Si certains acteurs du camp présidentiel saluent ladite idée qui doit favoriser, à leur avis, une célérité dans le traitement des dossiers, d'autres par contre se posent toujours des questions sur la pertinence d'un tel choix.

Le Professeur de Droit public à l'Ucad, Abdoulaye Dièye, est de ceux qui cherchent toujours des explications à cette démarche du président Sall. Invité à l'émission politique Objection de la radio privée Sud Fm hier, dimanche 14 avril, le professeur de droit révèle «qu'on cherche, mais on ne trouve pas d'explications sur la pertinence de supprimer le poste de Premier ministre».

Sur les raisons de cette incompréhension, le Professeur Dièye rappelle que lors de la première suppression dudit poste, en 1963, par le président Senghor, l'explication fournie était compréhensible.

A son avis, «l'explication qui avait été donnée était pour éviter les affres du bicéphalisme inapproprié, et ça se comprend parce que nous sortions de la crise de 1962». Donc, il trouve qu'à l'époque, il fallait éviter d'avoir d'autres germes, pour prévenir d'éventuelles crises.

Poursuivant dans ses rappels, il dit que lors de la deuxième suppression dudit poste, en 1983, par le président Diouf, il était question «d'assoir son autorité en face de concurrents au dauphinat». Il comprend alors, pour un président qui venait d'accéder au pouvoir, deux ans auparavant, de se retrouver dans l'impératif «d'être seul à l'exécutif», face à ses concurrents.

Quid du cas du président Sall ? Sur ce point, le Professeur Dièye pense «qu'aujourd'hui, on se rend compte que ce n'est pas le même contexte». Il reste formel que le président ne se trouve dans la nécessité de se faire une place, afin de pouvoir gérer.

Il dit avoir l'impression que «depuis 7 ans, personne n'a senti que le président était gêné au niveau du pôle exécutif».

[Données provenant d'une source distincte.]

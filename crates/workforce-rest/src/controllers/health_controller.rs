//! Health and metrics endpoints.

use crate::state::AppState;
use axum::{extract::State, http::StatusCode, response::IntoResponse, routing::get, Json, Router};
use futures::future::join_all;
use serde::{Deserialize, Serialize};
use utoipa::ToSchema;
use workforce_core::HealthStatus;

/// Health check response.
#[derive(Debug, Serialize, Deserialize, ToSchema)]
pub struct HealthResponse {
    /// `UP`, `DEGRADED` or `DOWN`.
    pub status: String,
    /// Application version.
    pub version: String,
}

/// Status of one dependency.
#[derive(Debug, Serialize, Deserialize, ToSchema)]
pub struct ComponentHealth {
    pub name: String,
    pub status: String,
    #[serde(skip_serializing_if = "Option::is_none")]
    pub message: Option<String>,
}

/// Readiness response.
#[derive(Debug, Serialize, Deserialize, ToSchema)]
pub struct ReadinessResponse {
    pub status: String,
    pub components: Vec<ComponentHealth>,
}

/// Creates the health router.
pub fn router() -> Router<AppState> {
    Router::new()
        .route("/health", get(health_check))
        .route("/health/ready", get(readiness_check))
        .route("/health/live", get(liveness_check))
}

/// Probes every registered dependency concurrently.
async fn probe(state: &AppState) -> (HealthStatus, Vec<ComponentHealth>) {
    let results = join_all(state.health_checks.iter().map(|check| async move {
        let status = check.check().await;
        (check.name().to_string(), status)
    }))
    .await;

    let overall = if results.iter().any(|(_, s)| s.is_unhealthy()) {
        HealthStatus::Unhealthy("one or more components are down".to_string())
    } else if results.iter().all(|(_, s)| s.is_healthy()) {
        HealthStatus::Healthy
    } else {
        HealthStatus::Degraded("one or more components are degraded".to_string())
    };

    let components = results
        .into_iter()
        .map(|(name, status)| ComponentHealth {
            name,
            status: status.label().to_string(),
            message: match status {
                HealthStatus::Healthy => None,
                HealthStatus::Degraded(m) | HealthStatus::Unhealthy(m) => Some(m),
            },
        })
        .collect();

    (overall, components)
}

/// Overall service health.
#[utoipa::path(
    get,
    path = "/health",
    tag = "health",
    responses(
        (status = 200, description = "Service is healthy", body = HealthResponse),
        (status = 503, description = "A dependency is down", body = HealthResponse)
    )
)]
pub async fn health_check(State(state): State<AppState>) -> impl IntoResponse {
    let (overall, _) = probe(&state).await;
    let code = if overall.is_unhealthy() {
        StatusCode::SERVICE_UNAVAILABLE
    } else {
        StatusCode::OK
    };
    (
        code,
        Json(HealthResponse {
            status: overall.label().to_string(),
            version: env!("CARGO_PKG_VERSION").to_string(),
        }),
    )
}

/// Readiness: every dependency answers.
#[utoipa::path(
    get,
    path = "/health/ready",
    tag = "health",
    responses(
        (status = 200, description = "Service is ready", body = ReadinessResponse),
        (status = 503, description = "Service is not ready", body = ReadinessResponse)
    )
)]
pub async fn readiness_check(State(state): State<AppState>) -> impl IntoResponse {
    let (overall, components) = probe(&state).await;
    let code = if overall.is_unhealthy() {
        StatusCode::SERVICE_UNAVAILABLE
    } else {
        StatusCode::OK
    };
    (
        code,
        Json(ReadinessResponse {
            status: overall.label().to_string(),
            components,
        }),
    )
}

/// Liveness: the process is serving requests.
#[utoipa::path(
    get,
    path = "/health/live",
    tag = "health",
    responses(
        (status = 200, description = "Service is alive")
    )
)]
pub async fn liveness_check() -> impl IntoResponse {
    StatusCode::OK
}

/// Prometheus exposition of the recorded metrics.
pub async fn metrics(State(state): State<AppState>) -> impl IntoResponse {
    match &state.metrics {
        Some(handle) => (StatusCode::OK, handle.render()),
        None => (StatusCode::NOT_FOUND, String::new()),
    }
}
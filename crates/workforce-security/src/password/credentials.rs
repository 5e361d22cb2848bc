//! Login credentials configured at startup.

use super::PasswordHasher;
use tracing::{debug, info};
use workforce_config::UserCredentialConfig;
use workforce_core::{Role, WorkforceError, WorkforceResult};

struct StoredCredential {
    username: String,
    password_hash: String,
    roles: Vec<Role>,
}

/// Who logged in and with which roles.
#[derive(Debug, Clone, PartialEq, Eq)]
pub struct AuthenticatedUser {
    pub username: String,
    pub roles: Vec<Role>,
}

/// The configured users, with passwords held only as Argon2 hashes.
pub struct CredentialStore {
    users: Vec<StoredCredential>,
    hasher: PasswordHasher,
}

impl CredentialStore {
    /// Hashes every configured password.
    ///
    /// # Errors
    /// `Internal` if hashing fails.
    pub fn from_config(users: &[UserCredentialConfig], hasher: PasswordHasher) -> WorkforceResult<Self> {
        let users = users
            .iter()
            .map(|user| {
                Ok(StoredCredential {
                    username: user.username.clone(),
                    password_hash: hasher.hash(&user.password)?,
                    roles: user.roles.clone(),
                })
            })
            .collect::<WorkforceResult<Vec<_>>>()?;

        info!(users = users.len(), "Credential store initialized");
        Ok(Self { users, hasher })
    }

    #[must_use]
    pub fn len(&self) -> usize {
        self.users.len()
    }

    #[must_use]
    pub fn is_empty(&self) -> bool {
        self.users.is_empty()
    }

    /// Checks a username (case-insensitive) and password (exact).
    ///
    /// # Errors
    /// `Validation` when either field is empty; `InvalidCredentials` when the
    /// user is unknown, the password does not match, or the user has no roles.
    pub fn authenticate(&self, username: &str, password: &str) -> WorkforceResult<AuthenticatedUser> {
        if username.is_empty() || password.is_empty() {
            return Err(WorkforceError::Validation(
                "Username and password are required".to_string(),
            ));
        }

        let user = self
            .users
            .iter()
            .find(|u| u.username.eq_ignore_ascii_case(username))
            .ok_or(WorkforceError::InvalidCredentials)?;

        if !self.hasher.verify(password, &user.password_hash)? || user.roles.is_empty() {
            debug!(username, "Rejected login");
            return Err(WorkforceError::InvalidCredentials);
        }

        Ok(AuthenticatedUser {
            username: username.to_string(),
            roles: user.roles.clone(),
        })
    }
}

impl std::fmt::Debug for CredentialStore {
    fn fmt(&self, f: &mut std::fmt::Formatter<'_>) -> std::fmt::Result {
        f.debug_struct("CredentialStore")
            .field("users", &self.users.len())
            .finish_non_exhaustive()
    }
}

#[cfg(test)]
mod tests {
    use super::*;
    use crate::password::hasher::fast_hasher;
    use workforce_config::SecurityConfig;

    fn store() -> CredentialStore {
        CredentialStore::from_config(&SecurityConfig::default().users, fast_hasher()).unwrap()
    }

    #[test]
    fn test_demo_users_authenticate() {
        let store = store();
        assert_eq!(store.len(), 4);

        let cases = [
            ("admin", "admin123", Role::Admin),
            ("manager", "manager123", Role::Manager),
            ("employee", "employee123", Role::Employee),
            ("readonly", "readonly123", Role::ReadOnly),
        ];
        for (username, password, role) in cases {
            let user = store.authenticate(username, password).unwrap();
            assert_eq!(user.roles, vec![role]);
        }
    }

    #[test]
    fn test_username_is_case_insensitive_and_echoed() {
        let user = store().authenticate("Manager", "manager123").unwrap();
        assert_eq!(user.username, "Manager");
        assert_eq!(user.roles, vec![Role::Manager]);
    }

    #[test]
    fn test_password_is_case_sensitive() {
        assert!(matches!(
            store().authenticate("admin", "ADMIN123"),
            Err(WorkforceError::InvalidCredentials)
        ));
    }

    #[test]
    fn test_unknown_user_rejected() {
        assert!(matches!(
            store().authenticate("ghost", "admin123"),
            Err(WorkforceError::InvalidCredentials)
        ));
    }

    #[test]
    fn test_empty_fields_are_a_validation_error() {
        let store = store();
        for (username, password) in [("", "admin123"), ("admin", ""), ("", "")] {
            let err = store.authenticate(username, password).unwrap_err();
            assert_eq!(err.to_string(), "Validation error: Username and password are required");
        }
    }
}
//! Cache key generators.

/// Prefix of employee entries keyed by national ID number.
pub const EMPLOYEE_BY_NATIONAL_ID_PREFIX: &str = "NationalIDNumber";

/// Key for an employee looked up by national ID number.
#[must_use]
pub fn employee_by_national_id(national_id_number: &str) -> String {
    format!("{EMPLOYEE_BY_NATIONAL_ID_PREFIX}{national_id_number}")
}

#[cfg(test)]
mod tests {
    use super::*;

    #[test]
    fn test_employee_key_is_prefix_plus_value() {
        assert_eq!(employee_by_national_id("14417807"), "NationalIDNumber14417807");
    }

    #[test]
    fn test_employee_key_keeps_case() {
        assert_ne!(employee_by_national_id("ab12"), employee_by_national_id("AB12"));
    }
}
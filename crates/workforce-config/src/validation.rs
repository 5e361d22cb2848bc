//! Configuration validation.
//!
//! Every problem is collected so a misconfigured deployment reports all of
//! them at once instead of failing on the first.

use crate::{AppConfig, CacheBackend, DatabaseBackend, DEFAULT_JWT_SECRET};
use thiserror::Error;
use tracing::warn;
use url::Url;

/// Minimum signing key length accepted in production.
pub const MIN_PRODUCTION_SECRET_LEN: usize = 32;

/// A single configuration problem.
#[derive(Debug, Clone, PartialEq, Eq, Error)]
pub enum ConfigValidationError {
    #[error("database.url is required for the mysql backend")]
    MissingDatabaseUrl,

    #[error("invalid {name} URL: {message}")]
    InvalidUrl { name: &'static str, message: String },

    #[error("invalid pool size: min ({min}) is greater than max ({max})")]
    InvalidPoolSize { min: u32, max: u32 },

    #[error("security.jwt_secret is required")]
    MissingJwtSecret,

    #[error("security.jwt_secret is {actual} bytes, production requires at least {minimum}")]
    JwtSecretTooShort { actual: usize, minimum: usize },

    #[error("the default JWT secret cannot be used in production")]
    DefaultJwtSecretInProduction,

    #[error("security.jwt_expiration_minutes must be positive")]
    ZeroTokenLifetime,

    #[error("server.port must be non-zero")]
    InvalidPort,

    #[error("server.request_timeout_secs must be positive")]
    ZeroRequestTimeout,

    #[error("duplicate login user: {0}")]
    DuplicateUser(String),
}

/// Checks a loaded configuration.
///
/// # Errors
/// Returns every problem found.
pub fn validate(config: &AppConfig) -> Result<(), Vec<ConfigValidationError>> {
    let mut errors = Vec::new();
    let production = config.app.is_production();

    if config.server.port == 0 {
        errors.push(ConfigValidationError::InvalidPort);
    }
    if config.server.request_timeout_secs == 0 {
        errors.push(ConfigValidationError::ZeroRequestTimeout);
    }

    let db = &config.database;
    if db.backend == DatabaseBackend::Mysql {
        if db.url.trim().is_empty() {
            errors.push(ConfigValidationError::MissingDatabaseUrl);
        } else if let Err(e) = Url::parse(&db.url) {
            errors.push(ConfigValidationError::InvalidUrl {
                name: "database",
                message: e.to_string(),
            });
        }
        if db.min_connections > db.max_connections {
            errors.push(ConfigValidationError::InvalidPoolSize {
                min: db.min_connections,
                max: db.max_connections,
            });
        }
    }

    if config.cache.backend == CacheBackend::Redis {
        if let Err(e) = Url::parse(&config.redis.url) {
            errors.push(ConfigValidationError::InvalidUrl {
                name: "redis",
                message: e.to_string(),
            });
        }
    }

    let security = &config.security;
    if security.jwt_secret.is_empty() {
        errors.push(ConfigValidationError::MissingJwtSecret);
    } else if security.jwt_secret == DEFAULT_JWT_SECRET {
        if production {
            errors.push(ConfigValidationError::DefaultJwtSecretInProduction);
        } else {
            warn!("Using the default JWT secret; set WORKFORCE__SECURITY__JWT_SECRET before deploying");
        }
    } else if production && security.jwt_secret.len() < MIN_PRODUCTION_SECRET_LEN {
        errors.push(ConfigValidationError::JwtSecretTooShort {
            actual: security.jwt_secret.len(),
            minimum: MIN_PRODUCTION_SECRET_LEN,
        });
    }
    if security.jwt_expiration_minutes == 0 {
        errors.push(ConfigValidationError::ZeroTokenLifetime);
    }

    let mut seen = std::collections::HashSet::new();
    for user in &security.users {
        if !seen.insert(user.username.to_lowercase()) {
            errors.push(ConfigValidationError::DuplicateUser(user.username.clone()));
        }
    }

    if errors.is_empty() {
        Ok(())
    } else {
        Err(errors)
    }
}
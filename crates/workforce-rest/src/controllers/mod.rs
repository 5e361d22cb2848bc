//! REST API controllers.

pub mod auth_controller;
pub mod employee_controller;
pub mod health_controller;
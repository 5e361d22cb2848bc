//! End-to-end wiring with the in-memory backends.

use argon2::Params;
use axum::{
    body::Body,
    http::{header, Method, Request, StatusCode},
    Router,
};
use http_body_util::BodyExt;
use serde_json::{json, Value};
use tower::ServiceExt;
use workforce_config::{AppConfig, CacheBackend, DatabaseBackend};
use workforce_security::PasswordHasher;
use workforce_server::Application;

fn memory_config() -> AppConfig {
    let mut config = AppConfig::default();
    config.database.backend = DatabaseBackend::Memory;
    config.cache.backend = CacheBackend::Memory;
    config.observability.metrics_enabled = false;
    config
}

async fn router() -> Router {
    let hasher = PasswordHasher::with_params(Params::new(8, 1, 1, None).unwrap());
    Application::build_with(&memory_config(), None, hasher)
        .await
        .unwrap()
        .router()
}

async fn call(router: &Router, method: Method, uri: &str, token: Option<&str>, body: Option<Value>) -> (StatusCode, Value) {
    let mut builder = Request::builder().method(method).uri(uri);
    if let Some(token) = token {
        builder = builder.header(header::AUTHORIZATION, format!("Bearer {token}"));
    }
    let request = match body {
        Some(body) => builder
            .header(header::CONTENT_TYPE, "application/json")
            .body(Body::from(body.to_string()))
            .unwrap(),
        None => builder.body(Body::empty()).unwrap(),
    };
    let response = router.clone().oneshot(request).await.unwrap();
    let status = response.status();
    let bytes = response.into_body().collect().await.unwrap().to_bytes();
    (status, serde_json::from_slice(&bytes).unwrap_or(Value::Null))
}

async fn login(router: &Router, username: &str, password: &str) -> String {
    let (status, body) = call(
        router,
        Method::POST,
        "/api/auth/login",
        None,
        Some(json!({ "username": username, "password": password })),
    )
    .await;
    assert_eq!(status, StatusCode::OK, "{body}");
    body["data"]["token"].as_str().unwrap().to_string()
}

#[tokio::test]
async fn test_configured_users_can_create_and_read_employees() {
    let router = router().await;
    let manager = login(&router, "manager", "manager123").await;
    let employee = login(&router, "employee", "employee123").await;

    let (status, _) = call(&router, Method::GET, "/api/employees/295847284", Some(&employee), None).await;
    assert_eq!(status, StatusCode::NOT_FOUND);

    let (status, body) = call(
        &router,
        Method::POST,
        "/api/employees",
        Some(&manager),
        Some(json!({
            "business_entity_id": 7,
            "national_id_number": "295847284",
            "login_id": "adventure-works\\gail0",
            "job_title": "Design Engineer",
            "birth_date": "1952-09-27",
            "marital_status": "M",
            "gender": "F",
            "hire_date": "2008-01-06"
        })),
    )
    .await;
    assert_eq!(status, StatusCode::CREATED, "{body}");

    let (status, body) = call(&router, Method::GET, "/api/employees/295847284", Some(&employee), None).await;
    assert_eq!(status, StatusCode::OK);
    assert_eq!(body["data"]["business_entity_id"], 7);
    assert_eq!(body["data"]["job_title"], "Design Engineer");
}

#[tokio::test]
async fn test_employee_role_cannot_create() {
    let router = router().await;
    let token = login(&router, "employee", "employee123").await;

    let (status, _) = call(&router, Method::POST, "/api/employees", Some(&token), Some(json!({
        "business_entity_id": 8,
        "national_id_number": "811994146",
        "login_id": "adventure-works\\diane1",
        "job_title": "Research and Development Engineer",
        "birth_date": "1986-06-05",
        "marital_status": "S",
        "gender": "F",
        "hire_date": "2008-12-29"
    })))
    .await;
    assert_eq!(status, StatusCode::FORBIDDEN);
}

#[tokio::test]
async fn test_readiness_probes_the_cache() {
    let router = router().await;
    let (status, body) = call(&router, Method::GET, "/health/ready", None, None).await;
    assert_eq!(status, StatusCode::OK);
    assert!(body.to_string().contains("cache"));
}

#[tokio::test]
async fn test_metrics_route_absent_when_disabled() {
    let router = router().await;
    let (status, _) = call(&router, Method::GET, "/metrics", None, None).await;
    assert_eq!(status, StatusCode::NOT_FOUND);
}
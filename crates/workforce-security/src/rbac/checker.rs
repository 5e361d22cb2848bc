//! Policy checks against token claims.

use super::PolicyTable;
use crate::Claims;
use workforce_core::{Policy, Role, WorkforceError, WorkforceResult};

/// Extension trait for Claims to check permissions.
pub trait ClaimsExt {
    /// Requires a specific role.
    ///
    /// # Errors
    /// `Forbidden` when the role is not held.
    fn require_role(&self, role: Role) -> WorkforceResult<()>;

    /// Requires the caller to satisfy a policy.
    ///
    /// # Errors
    /// `Forbidden` when no held role is admitted by the policy.
    fn require_policy(&self, table: &PolicyTable, policy: Policy) -> WorkforceResult<()>;
}

impl ClaimsExt for Claims {
    fn require_role(&self, role: Role) -> WorkforceResult<()> {
        if self.has_role(role) {
            Ok(())
        } else {
            Err(WorkforceError::Forbidden(format!("Required role: {role}")))
        }
    }

    fn require_policy(&self, table: &PolicyTable, policy: Policy) -> WorkforceResult<()> {
        if table.is_satisfied_by(policy, &self.role_set()) {
            Ok(())
        } else {
            Err(WorkforceError::Forbidden(format!(
                "Policy {policy} not satisfied by roles [{}]",
                self.roles.join(", ")
            )))
        }
    }
}

#[cfg(test)]
mod tests {
    use super::*;

    fn claims(roles: &[Role]) -> Claims {
        Claims::new("tester", roles, None, None, 3600)
    }

    #[test]
    fn test_require_role() {
        let admin = claims(&[Role::Admin]);
        assert!(admin.require_role(Role::Admin).is_ok());
        assert!(admin.require_role(Role::Manager).is_err());
    }

    #[test]
    fn test_require_policy() {
        let table = PolicyTable::standard();

        let employee = claims(&[Role::Employee]);
        assert!(employee.require_policy(&table, Policy::ReadEmployees).is_ok());
        let err = employee.require_policy(&table, Policy::CreateEmployees).unwrap_err();
        assert!(matches!(err, WorkforceError::Forbidden(_)));
        assert_eq!(err.status_code(), 403);

        let manager = claims(&[Role::Manager]);
        assert!(manager.require_policy(&table, Policy::UpdateEmployees).is_ok());
        assert!(manager.require_policy(&table, Policy::DeleteEmployees).is_err());
    }

    #[test]
    fn test_unknown_roles_grant_nothing() {
        let table = PolicyTable::standard();
        let mut forged = claims(&[]);
        forged.roles = vec!["SuperAdmin".to_string(), "admin".to_string()];

        for policy in Policy::all() {
            assert!(forged.require_policy(&table, policy).is_err());
        }
    }
}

Donc, Pr Dièye dit être surpris par la décision du chef de l'Etat, Macky Sall, même si par ailleurs, il trouve qu'il ne faut pas spéculer sur les motivations du président Sall, dès lors qu'une loi constitutionnelle n'a pas encore été déposée à l'Assemblée nationale pour son approbation. Tout de même, il se demande si la réflexion a été «bien murie» par le président.

Le Pr Dièye a, par ailleurs, précisé qu'en supprimant le poste de Pm, le nature du régime change absolument. Pour lui, on va assister à «un exécutif très fort» et que les rapports entre les pouvoirs changeront, notamment l'exécutif et le législatif.

En termes plus clairs, le président ne pourra plus dissoudre l'Assemblée, tout comme l'Assemblée ne pourra pas déposer une motion de censure. «Est-ce que c'est bon ?», s'interroge-t-il, avant de répondre «je ne le crois pas». Parce qu'à son avis, il peut y avoir des blocages.